Variation: Morgana’s Beijinho (Coconut Bonbons) Replace the cocoa powder with 1 cup unsweetened, finely shredded coconut flakes (add more to taste). Follow the steps above, cooking for only 5 minutes in step 1; chill for 15 minutes, to make approximately 30 beijinho.
SAFOI—Rabat, Morocco
CHICKEN TAGINE
From Heritage Kitchen
Safoi Babana-Hampton, a professor of Modern French Studies, moved from Morocco to the United States as a Fulbright scholar. To keep Moroccan traditions alive, she fills her home with artifacts that carry historical significance or spiritual value. She believes that “food provides both insight and history of one’s culture.” Her kitchen in Michigan has many beautiful tagines, a cooking vessel used in Moroccan recipes. Made of earthenware with a domed top that returns all condensation to the food, a tagine is perfect for slow-cooked foods such as stews and bone-in chicken dishes. Meat falls off the bone and all the flavors marry together. If you invest in one, you may never use your slow cooker again.

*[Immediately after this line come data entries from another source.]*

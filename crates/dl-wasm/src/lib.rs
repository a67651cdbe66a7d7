//! WebAssembly bindings for DirectLink
//!
//! The extension background script registers a blocking request listener
//! filtered by [`subscription_urls`] and returns the result of
//! [`analyze_url`] from it.

use wasm_bindgen::prelude::*;
use dl_core::{
    builtin_registry,
    host::normalize_host,
    resolve,
    subscriptions,
    types::Request,
};

mod console;

/// Install the console logger. `level` is one of `error`, `warn`, `info`,
/// `debug`, `trace` or `off` (default `warn`).
#[wasm_bindgen]
pub fn init_logging(level: Option<String>) -> Result<(), JsValue> {
    let filter = console::level_filter(level.as_deref())
        .map_err(|e| JsValue::from_str(&e))?;
    console::install(filter)
        .map_err(|e| JsValue::from_str(&format!("Failed to install logger: {}", e)))
}

/// Resolve an intercepted request URL.
///
/// Returns `{ redirectUrl }` when the URL is a known redirector, `undefined`
/// otherwise. Throws if the URL cannot be parsed.
#[wasm_bindgen]
pub fn analyze_url(url: &str) -> Result<JsValue, JsValue> {
    let redirect = resolve(&Request::new(url))
        .map_err(|e| JsValue::from_str(&e.to_string()))?;

    match redirect {
        Some(redirect) => {
            let js_result = js_sys::Object::new();
            let _ = js_sys::Reflect::set(
                &js_result,
                &"redirectUrl".into(),
                &JsValue::from_str(&redirect.redirect_url),
            );
            Ok(js_result.into())
        }
        None => Ok(JsValue::UNDEFINED),
    }
}

/// Match patterns to pass as the listener's `urls` filter.
#[wasm_bindgen]
pub fn subscription_urls() -> js_sys::Array {
    subscriptions()
        .iter()
        .map(|pattern| JsValue::from_str(pattern))
        .collect()
}

/// Registry key for a host, after subdomain folding.
#[wasm_bindgen]
pub fn subdomain(host: &str) -> String {
    normalize_host(host).into_owned()
}

/// Registry view: `{ [host]: [path, ...] }` in registration order.
#[wasm_bindgen]
pub fn sites() -> JsValue {
    let result = js_sys::Object::new();
    for site in builtin_registry().sites() {
        let paths = js_sys::Array::new();
        for rule in site.rules() {
            paths.push(&JsValue::from_str(rule.path()));
        }
        let _ = js_sys::Reflect::set(&result, &JsValue::from_str(site.host()), &paths);
    }
    result.into()
}

#[cfg(all(test, target_arch = "wasm32"))]
mod tests {
    use super::*;
    use wasm_bindgen_test::wasm_bindgen_test;

    #[wasm_bindgen_test]
    fn test_analyze_url_redirects() {
        let result = analyze_url("https://l.facebook.com/l.php?u=https%3A%2F%2Fexample.com").unwrap();
        let redirect = js_sys::Reflect::get(&result, &"redirectUrl".into()).unwrap();
        assert_eq!(redirect.as_string().as_deref(), Some("https://example.com"));
    }

    #[wasm_bindgen_test]
    fn test_analyze_url_no_match() {
        let result = analyze_url("https://unknownsite.example/foo?url=https://example.com").unwrap();
        assert!(result.is_undefined());
    }

    #[wasm_bindgen_test]
    fn test_analyze_url_throws_on_garbage() {
        assert!(analyze_url("not a url").is_err());
    }

    #[wasm_bindgen_test]
    fn test_subscription_urls() {
        let urls = subscription_urls();
        assert_eq!(urls.length() as usize, subscriptions().len());
        assert_eq!(urls.get(0).as_string().as_deref(), Some("*://*.curseforge.com/linkout*"));
    }

    #[wasm_bindgen_test]
    fn test_sites_lists_paths() {
        let view = sites();
        let paths = js_sys::Reflect::get(&view, &"www.google.com".into()).unwrap();
        assert_eq!(js_sys::Array::from(&paths).length(), 2);
    }
}
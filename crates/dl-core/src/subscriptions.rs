//! Request-filter match patterns
//!
//! The host only delivers requests that match one of these patterns, so the
//! resolver never sees traffic for unregistered hosts or paths.

use std::sync::OnceLock;

use crate::registry::{builtin_registry, Registry};

/// One `*://<host><path>*` pattern per registry entry, in registry order.
pub fn build_subscriptions(registry: &Registry) -> Vec<String> {
    registry
        .entries()
        .map(|(host, rule)| format!("*://{}{}*", host, rule.path()))
        .collect()
}

static SUBSCRIPTIONS: OnceLock<Vec<String>> = OnceLock::new();

/// Subscriptions for the built-in registry, computed once.
pub fn subscriptions() -> &'static [String] {
    SUBSCRIPTIONS.get_or_init(|| build_subscriptions(builtin_registry()))
}
//! Subdomain folding
//!
//! Hosts under a folded base domain (any label in front of it) are looked up
//! under the wildcard key `*.<domain>`. The bare domain itself is not folded,
//! so `curseforge.com` and `*.curseforge.com` remain distinct registry keys.

use std::borrow::Cow;

/// Base domains whose subdomains fold onto a wildcard key.
pub const DEFAULT_FOLD_DOMAINS: &[&str] = &["curseforge.com", "digidip.net"];

/// Ordered set of base domains to fold. First match wins.
#[derive(Debug, Clone, PartialEq, Eq)]
pub struct FoldList {
    domains: Vec<String>,
}

impl FoldList {
    pub fn new<I, S>(domains: I) -> Self
    where
        I: IntoIterator<Item = S>,
        S: Into<String>,
    {
        Self {
            domains: domains.into_iter().map(Into::into).collect(),
        }
    }

    pub fn domains(&self) -> impl Iterator<Item = &str> {
        self.domains.iter().map(String::as_str)
    }

    /// Check whether `domain` is in the list.
    pub fn contains(&self, domain: &str) -> bool {
        self.domains.iter().any(|d| d == domain)
    }

    /// Normalize a host to its registry key.
    pub fn normalize<'h>(&self, host: &'h str) -> Cow<'h, str> {
        match self.domains.iter().find(|d| folds_onto(host, d)) {
            Some(domain) => Cow::Owned(format!("*.{}", domain)),
            None => Cow::Borrowed(host),
        }
    }
}

impl Default for FoldList {
    fn default() -> Self {
        Self::new(DEFAULT_FOLD_DOMAINS.iter().copied())
    }
}

/// True if `domain` is the tail of `host` on a label boundary, with at least
/// one character in front of it.
#[inline]
fn folds_onto(host: &str, domain: &str) -> bool {
    let Some(prefix) = host.strip_suffix(domain) else {
        return false;
    };
    !prefix.is_empty() && prefix.ends_with('.')
}

/// Normalize a host against the default fold list.
pub fn normalize_host(host: &str) -> Cow<'_, str> {
    crate::registry::builtin_registry().fold_list().normalize(host)
}

/// Owned form of [`normalize_host`].
pub fn subdomain(host: &str) -> String {
    normalize_host(host).into_owned()
}
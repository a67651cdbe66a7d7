//! `log` backend writing to the browser console.

use log::{Level, LevelFilter, Log, Metadata, Record, SetLoggerError};
use wasm_bindgen::JsValue;
use web_sys::console;

struct ConsoleLogger;

static LOGGER: ConsoleLogger = ConsoleLogger;

impl Log for ConsoleLogger {
    fn enabled(&self, metadata: &Metadata<'_>) -> bool {
        metadata.level() <= log::max_level()
    }

    fn log(&self, record: &Record<'_>) {
        if !self.enabled(record.metadata()) {
            return;
        }

        let line = JsValue::from_str(&format!("[{}] {}", record.target(), record.args()));
        match record.level() {
            Level::Error => console::error_1(&line),
            Level::Warn => console::warn_1(&line),
            Level::Info => console::info_1(&line),
            Level::Debug | Level::Trace => console::debug_1(&line),
        }
    }

    fn flush(&self) {}
}

pub fn install(filter: LevelFilter) -> Result<(), SetLoggerError> {
    log::set_logger(&LOGGER)?;
    log::set_max_level(filter);
    Ok(())
}

pub fn level_filter(level: Option<&str>) -> Result<LevelFilter, String> {
    match level {
        None => Ok(LevelFilter::Warn),
        Some(level) => level
            .parse::<LevelFilter>()
            .map_err(|_| format!("Unknown log level: {}", level)),
    }
}
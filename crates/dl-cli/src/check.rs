use dl_core::url::parse;
use dl_core::{builtin_registry, subscriptions};

/// Validate the built-in registry and self-test every rule's path matcher.
pub fn run_check() -> Result<(), String> {
    let registry = builtin_registry();

    registry
        .validate()
        .map_err(|e| format!("Registry is invalid: {}", e))?;

    let mut failures = Vec::new();
    for (host, rule) in registry.entries() {
        let url = synthetic_url(host, rule.path());
        let parsed = parse(&url)
            .map_err(|e| format!("Synthetic URL '{}' is invalid: {}", url, e))?;
        if !rule.matcher().is_match(parsed.path()) {
            failures.push(format!("{}{} does not accept {}", host, rule.path(), url));
        }
        if registry.lookup(&concrete_host(host)).is_none() {
            failures.push(format!("{} is unreachable", host));
        }
    }

    let entry_count = registry.entries().count();
    if subscriptions().len() != entry_count {
        failures.push(format!(
            "{} subscriptions for {} entries",
            subscriptions().len(),
            entry_count
        ));
    }

    if !failures.is_empty() {
        for failure in &failures {
            eprintln!("  ✗ {}", failure);
        }
        return Err(format!("{} check(s) failed", failures.len()));
    }

    println!("Registry is valid");
    println!("  Sites:         {}", registry.sites().len());
    println!("  Rules:         {}", entry_count);
    println!("  Fold domains:  {}", registry.fold_list().domains().count());
    println!("  Subscriptions: {}", subscriptions().len());

    Ok(())
}

fn concrete_host(key: &str) -> String {
    match key.strip_prefix("*.") {
        Some(domain) => format!("www.{}", domain),
        None => key.to_string(),
    }
}

fn synthetic_url(key: &str, path: &str) -> String {
    format!("https://{}{}check", concrete_host(key), path)
}

#[cfg(test)]
mod tests {
    use super::*;

    #[test]
    fn test_concrete_host() {
        assert_eq!(concrete_host("*.digidip.net"), "www.digidip.net");
        assert_eq!(concrete_host("vk.com"), "vk.com");
    }

    #[test]
    fn test_synthetic_url() {
        assert_eq!(synthetic_url("exit.sc", "/"), "https://exit.sc/check");
    }

    #[test]
    fn test_builtin_passes() {
        assert!(run_check().is_ok());
    }
}
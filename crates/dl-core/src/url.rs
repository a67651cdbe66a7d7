//! URL parsing and string utilities for extractors
//!
//! Parsing is delegated to the `url` crate. The helpers here reproduce the
//! browser-side view of a URL (`URL.host`, `URLSearchParams.get`) that the
//! registry rules were written against.

use std::borrow::Cow;

use ::url::Url;

// =============================================================================
// Parsing
// =============================================================================

/// Parse a raw request URL.
#[inline]
pub fn parse(raw: &str) -> Result<Url, ::url::ParseError> {
    Url::parse(raw)
}

/// Host used for registry lookup.
///
/// Includes the port when it is explicit and not the scheme default, so
/// `https://vk.com:8443/` is looked up as `vk.com:8443`.
pub fn lookup_host(url: &Url) -> Cow<'_, str> {
    let host = url.host_str().unwrap_or("");
    match url.port() {
        Some(port) => Cow::Owned(format!("{}:{}", host, port)),
        None => Cow::Borrowed(host),
    }
}

// =============================================================================
// Query Parameters
// =============================================================================

/// First value of a query parameter, form-decoded.
///
/// Missing keys and empty values both yield `None`.
pub fn search_param(url: &Url, key: &str) -> Option<String> {
    url.query_pairs()
        .find(|(k, _)| k == key)
        .map(|(_, v)| v.into_owned())
        .filter(|v| !v.is_empty())
}

// =============================================================================
// String Transforms
// =============================================================================

/// Percent-decode a value once.
///
/// Returns `None` if the decoded bytes are not valid UTF-8.
pub fn decode(s: &str) -> Option<String> {
    match urlencoding::decode(s) {
        Ok(decoded) => Some(decoded.into_owned()),
        Err(e) => {
            log::warn!("Failed to decode '{}': {}", s, e);
            None
        }
    }
}

/// Everything before the last `:`.
///
/// Without a colon the result is empty.
#[inline]
pub fn strip_from_colon(s: &str) -> &str {
    match s.rfind(':') {
        Some(pos) => &s[..pos],
        None => "",
    }
}

/// Everything after the last `/` (the whole string if there is none).
#[inline]
pub fn pick_from_last_slash(s: &str) -> &str {
    match s.rfind('/') {
        Some(pos) => &s[pos + 1..],
        None => s,
    }
}
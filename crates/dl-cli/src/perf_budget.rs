use std::time::Instant;

use dl_core::{builtin_registry, resolve_url, subscriptions};

pub struct PerfBudgetOptions {
    pub iterations: usize,
}

const BUDGET_COLD_START_MS: f64 = 50.0;
const BUDGET_RESOLVE_P99_US: f64 = 100.0;

const SAMPLE_URLS: &[&str] = &[
    "https://l.facebook.com/l.php?u=https%3A%2F%2Fexample.com%2Farticle&h=AT0abc",
    "https://www.google.com/imgres?imgrefurl=https://example.com/gallery",
    "https://wow.curseforge.com/linkout?remoteUrl=http%253a%252f%252fi.imgur.com%252f1AjSgEH.png",
    "https://outgoing.prod.mozaws.net/v1/08aa30/https%3A%2F%2Fdeveloper.mozilla.org%2Fen-US",
    "https://www.google.com/search?q=redirect",
    "https://unknownsite.example/foo?url=https://example.com",
];

pub fn run_perf_budget(opts: PerfBudgetOptions) -> Result<(), String> {
    println!("Performance Budget Check");
    println!("==================================================");

    println!("Building registry...");
    let cold_start_begin = Instant::now();
    let registry = builtin_registry();
    let subscription_count = subscriptions().len();
    let cold_start_ms = cold_start_begin.elapsed().as_secs_f64() * 1000.0;
    println!(
        "  {} sites, {} subscriptions",
        registry.sites().len(),
        subscription_count
    );

    println!("Warming up...");
    for _ in 0..1000 {
        let _ = resolve_url(SAMPLE_URLS[0]);
    }

    println!("Measuring resolve latency...");
    let latencies = measure_resolve_latency(opts.iterations)?;
    let p50_us = percentile(&latencies, 0.50);
    let p99_us = percentile(&latencies, 0.99);

    let mut passed = true;
    println!();
    println!("Results");
    println!("--------------------------------------------------");

    passed &= report_budget("Cold Start", cold_start_ms, BUDGET_COLD_START_MS, "ms");
    passed &= report_budget("Resolve P99 Latency", p99_us, BUDGET_RESOLVE_P99_US, "μs");
    println!("  Resolve P50 Latency: {:.2} μs ({} samples)", p50_us, latencies.len());

    println!();
    println!("==================================================");

    if passed {
        println!("✓ All performance budgets passed");
        Ok(())
    } else {
        Err("Performance budget exceeded".to_string())
    }
}

fn report_budget(name: &str, actual: f64, limit: f64, unit: &str) -> bool {
    let passed = actual <= limit;
    let status = if passed { "✓" } else { "✗" };
    println!(
        "{} {}: {:.2} {} (limit: {:.2} {})",
        status, name, actual, unit, limit, unit
    );
    passed
}

fn measure_resolve_latency(iterations: usize) -> Result<Vec<f64>, String> {
    let mut latencies = Vec::with_capacity(iterations * SAMPLE_URLS.len());

    for _ in 0..iterations {
        for url in SAMPLE_URLS {
            let start = Instant::now();
            resolve_url(url).map_err(|e| format!("Sample URL failed: {}", e))?;
            latencies.push(start.elapsed().as_secs_f64() * 1_000_000.0);
        }
    }

    latencies.sort_by(|a, b| a.partial_cmp(b).unwrap_or(std::cmp::Ordering::Equal));
    Ok(latencies)
}

fn percentile(sorted: &[f64], p: f64) -> f64 {
    if sorted.is_empty() {
        return 0.0;
    }
    let idx = ((sorted.len() as f64) * p).ceil() as usize;
    let idx = idx.saturating_sub(1).min(sorted.len() - 1);
    sorted[idx]
}
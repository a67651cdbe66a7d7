//! Extraction strategies
//!
//! An [`Extractor`] pulls the embedded destination out of a parsed redirector
//! URL. Leaf strategies read a source (a query parameter, several candidate
//! parameters, or the last path segment); wrapping strategies post-process
//! whatever their inner extractor produced.

use std::fmt;

use ::url::Url;

use crate::search::first_present;
use crate::url::{decode, pick_from_last_slash, search_param, strip_from_colon};

#[derive(Debug, Clone, PartialEq, Eq)]
pub enum Extractor {
    /// One named query parameter
    Param(&'static str),
    /// First present query parameter among several names
    FirstParam(&'static [&'static str]),
    /// Path segment after the last `/`
    LastPathSegment,
    /// Percent-decode the inner value once
    Decode(Box<Extractor>),
    /// Keep the inner value up to its last `:`
    StripFromColon(Box<Extractor>),
}

impl Extractor {
    pub const fn param(key: &'static str) -> Self {
        Self::Param(key)
    }

    pub const fn first_param(keys: &'static [&'static str]) -> Self {
        Self::FirstParam(keys)
    }

    pub fn decoded(self) -> Self {
        Self::Decode(Box::new(self))
    }

    pub fn strip_from_colon(self) -> Self {
        Self::StripFromColon(Box::new(self))
    }

    /// Run the strategy. `None` (or an empty string) means nothing found.
    pub fn extract(&self, url: &Url) -> Option<String> {
        match self {
            Self::Param(key) => search_param(url, key),
            Self::FirstParam(keys) => first_present(*keys, |key| search_param(url, key)),
            Self::LastPathSegment => Some(pick_from_last_slash(url.path()).to_string()),
            Self::Decode(inner) => inner.extract(url).and_then(|v| decode(&v)),
            Self::StripFromColon(inner) => inner.extract(url).map(|v| strip_from_colon(&v).to_string()),
        }
    }
}

impl fmt::Display for Extractor {
    fn fmt(&self, f: &mut fmt::Formatter<'_>) -> fmt::Result {
        match self {
            Self::Param(key) => write!(f, "param({})", key),
            Self::FirstParam(keys) => write!(f, "first({})", keys.join(", ")),
            Self::LastPathSegment => f.write_str("last-segment"),
            Self::Decode(inner) => write!(f, "decode({})", inner),
            Self::StripFromColon(inner) => write!(f, "strip-colon({})", inner),
        }
    }
}
//! DirectLink CLI
//!
//! CLI tool for resolving redirector URLs and inspecting the rule registry.

use std::fs;

use clap::{Parser, Subcommand};
use serde::Serialize;

use dl_core::{builtin_registry, normalize_host, resolve, subscriptions, Request};

mod check;
mod logging;
mod perf_budget;

#[derive(Parser)]
#[command(name = "dl-cli")]
#[command(about = "DirectLink redirect resolver and registry tools")]
struct Cli {
    /// Log resolution steps to stderr
    #[arg(short, long, global = true)]
    verbose: bool,

    #[command(subcommand)]
    command: Commands,
}

#[derive(Subcommand)]
enum Commands {
    /// Resolve redirector URLs to their destinations
    Resolve {
        /// URLs to resolve
        urls: Vec<String>,

        /// File with one URL per line
        #[arg(short, long)]
        input: Option<String>,

        /// Emit JSON
        #[arg(long)]
        json: bool,
    },

    /// Print the request-filter match patterns
    Subscriptions {
        /// Emit JSON
        #[arg(long)]
        json: bool,
    },

    /// List registered hosts and their rules
    Sites {
        /// Emit JSON
        #[arg(long)]
        json: bool,
    },

    /// Show the registry key a host folds onto
    Normalize {
        /// Hosts to normalize
        #[arg(required = true)]
        hosts: Vec<String>,
    },

    /// Validate the built-in registry
    Check,

    /// Check resolve latency against budget
    Perf {
        /// Iterations over the sample URL set
        #[arg(short = 'n', long, default_value_t = 2000)]
        iterations: usize,
    },
}

fn main() {
    let cli = Cli::parse();
    logging::init_logging(cli.verbose);

    let result = match cli.command {
        Commands::Resolve { urls, input, json } => cmd_resolve(urls, input.as_deref(), json),
        Commands::Subscriptions { json } => cmd_subscriptions(json),
        Commands::Sites { json } => cmd_sites(json),
        Commands::Normalize { hosts } => cmd_normalize(&hosts),
        Commands::Check => check::run_check(),
        Commands::Perf { iterations } => {
            perf_budget::run_perf_budget(perf_budget::PerfBudgetOptions { iterations })
        }
    };

    if let Err(e) = result {
        eprintln!("Error: {e}");
        std::process::exit(1);
    }
}

#[derive(Debug, Serialize)]
#[serde(rename_all = "camelCase")]
struct Resolution {
    url: String,
    redirect_url: Option<String>,
    error: Option<String>,
}

fn resolve_one(url: &str) -> Resolution {
    match resolve(&Request::new(url)) {
        Ok(redirect) => Resolution {
            url: url.to_string(),
            redirect_url: redirect.map(|r| r.redirect_url),
            error: None,
        },
        Err(e) => {
            tracing::warn!("{}", e);
            Resolution {
                url: url.to_string(),
                redirect_url: None,
                error: Some(e.to_string()),
            }
        }
    }
}

fn read_url_list(path: &str) -> Result<Vec<String>, String> {
    let content = fs::read_to_string(path)
        .map_err(|e| format!("Failed to read '{}': {}", path, e))?;
    Ok(parse_url_list(&content))
}

fn parse_url_list(content: &str) -> Vec<String> {
    content
        .lines()
        .map(str::trim)
        .filter(|line| !line.is_empty() && !line.starts_with('#'))
        .map(str::to_string)
        .collect()
}

fn cmd_resolve(mut urls: Vec<String>, input: Option<&str>, json: bool) -> Result<(), String> {
    if let Some(path) = input {
        urls.extend(read_url_list(path)?);
    }
    if urls.is_empty() {
        return Err("No URLs specified".to_string());
    }

    let resolutions: Vec<Resolution> = urls.iter().map(|url| resolve_one(url)).collect();
    let failed = resolutions.iter().filter(|r| r.error.is_some()).count();

    if json {
        let out = serde_json::to_string_pretty(&resolutions)
            .map_err(|e| format!("Failed to serialize JSON: {}", e))?;
        println!("{}", out);
    } else {
        for r in &resolutions {
            match (&r.redirect_url, &r.error) {
                (Some(redirect), _) => println!("{} -> {}", r.url, redirect),
                (None, Some(error)) => println!("{} !! {}", r.url, error),
                (None, None) => println!("{} (no redirect)", r.url),
            }
        }
    }

    if failed > 0 {
        return Err(format!("{} of {} URL(s) could not be parsed", failed, resolutions.len()));
    }
    Ok(())
}

fn cmd_subscriptions(json: bool) -> Result<(), String> {
    let subs = subscriptions();
    if json {
        let out = serde_json::to_string_pretty(subs)
            .map_err(|e| format!("Failed to serialize JSON: {}", e))?;
        println!("{}", out);
    } else {
        for pattern in subs {
            println!("{}", pattern);
        }
    }
    Ok(())
}

#[derive(Debug, Serialize)]
struct SiteView<'a> {
    host: &'a str,
    rules: Vec<RuleView<'a>>,
}

#[derive(Debug, Serialize)]
struct RuleView<'a> {
    path: &'a str,
    extractor: String,
}

fn site_views() -> Vec<SiteView<'static>> {
    builtin_registry()
        .sites()
        .iter()
        .map(|site| SiteView {
            host: site.host(),
            rules: site
                .rules()
                .iter()
                .map(|rule| RuleView {
                    path: rule.path(),
                    extractor: rule.extractor().to_string(),
                })
                .collect(),
        })
        .collect()
}

fn cmd_sites(json: bool) -> Result<(), String> {
    let views = site_views();
    if json {
        let out = serde_json::to_string_pretty(&views)
            .map_err(|e| format!("Failed to serialize JSON: {}", e))?;
        println!("{}", out);
        return Ok(());
    }

    for site in &views {
        println!("{}", site.host);
        for rule in &site.rules {
            println!("  {:<28} {}", rule.path, rule.extractor);
        }
    }
    println!();
    println!("{} sites", views.len());
    Ok(())
}

fn cmd_normalize(hosts: &[String]) -> Result<(), String> {
    let registry = builtin_registry();
    for host in hosts {
        let key = normalize_host(host);
        let status = if registry.get(&key).is_some() { "registered" } else { "unregistered" };
        println!("{} -> {} ({})", host, key, status);
    }
    Ok(())
}

#[cfg(test)]
mod tests {
    use super::*;

    #[test]
    fn test_parse_url_list() {
        let content = "# sample\nhttps://a.test/\n\n  https://b.test/  \n";
        assert_eq!(parse_url_list(content), vec!["https://a.test/", "https://b.test/"]);
    }

    #[test]
    fn test_resolve_one() {
        let hit = resolve_one("https://vk.com/away.php?to=https://example.com");
        assert_eq!(hit.redirect_url.as_deref(), Some("https://example.com"));
        assert!(hit.error.is_none());

        let bad = resolve_one("::");
        assert!(bad.redirect_url.is_none());
        assert!(bad.error.is_some());
    }

    #[test]
    fn test_resolution_json_shape() {
        let json = serde_json::to_value(resolve_one("https://exit.sc/?url=https://example.com")).unwrap();
        assert_eq!(json["redirectUrl"], "https://example.com");
        assert!(json["error"].is_null());
    }

    #[test]
    fn test_site_views_cover_registry() {
        let views = site_views();
        assert_eq!(views.len(), builtin_registry().sites().len());
        let disqus = views.iter().find(|v| v.host == "disq.us").unwrap();
        assert_eq!(disqus.rules[0].extractor, "strip-colon(param(url))");
    }

    #[test]
    fn test_cli_parses() {
        let cli = Cli::try_parse_from(["dl-cli", "-v", "resolve", "https://a.test/", "--json"]).unwrap();
        assert!(cli.verbose);
        assert!(matches!(cli.command, Commands::Resolve { json: true, .. }));
    }
}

Tagine is also the name of a type of dish commonly served in Morocco. “When I place my tagine on the stove and fire it up, I feel as if I’ve been transported to Morocco.”
Serves 6
INGREDIENTS
For the marinade
½ teaspoon saffron threads
1 teaspoon ground ginger
1 tablespoon coarse salt
1 teaspoon freshly ground black pepper
½ cup extra-virgin olive oil
½ cup canola oil
For the stew
1 small whole chicken
7 large carrots, peeled
1 small yellow onion, minced (about ½ cup) ½ cup olives (Mediterranean or kalamata) ½ preserved lemon, sliced thin
1 tablespoon parsley, chopped
Combine the saffron, ginger, salt, pepper, olive oil, and canola oil in a large bowl. Set aside. Clean and thoroughly wash the chicken, then cut it into 8 pieces.Add the chicken to the bowl with the marinade, massaging the marinade into the chicken. Cut the carrots in half and remove their yellow cores. Open the tagine and lay the onion on the bottom. Arrange the carrots over the onion. Lay the chicken with all of the marinade over the vegetables. Add 1 cup water and cover. Cook on very low heat for 1 hour.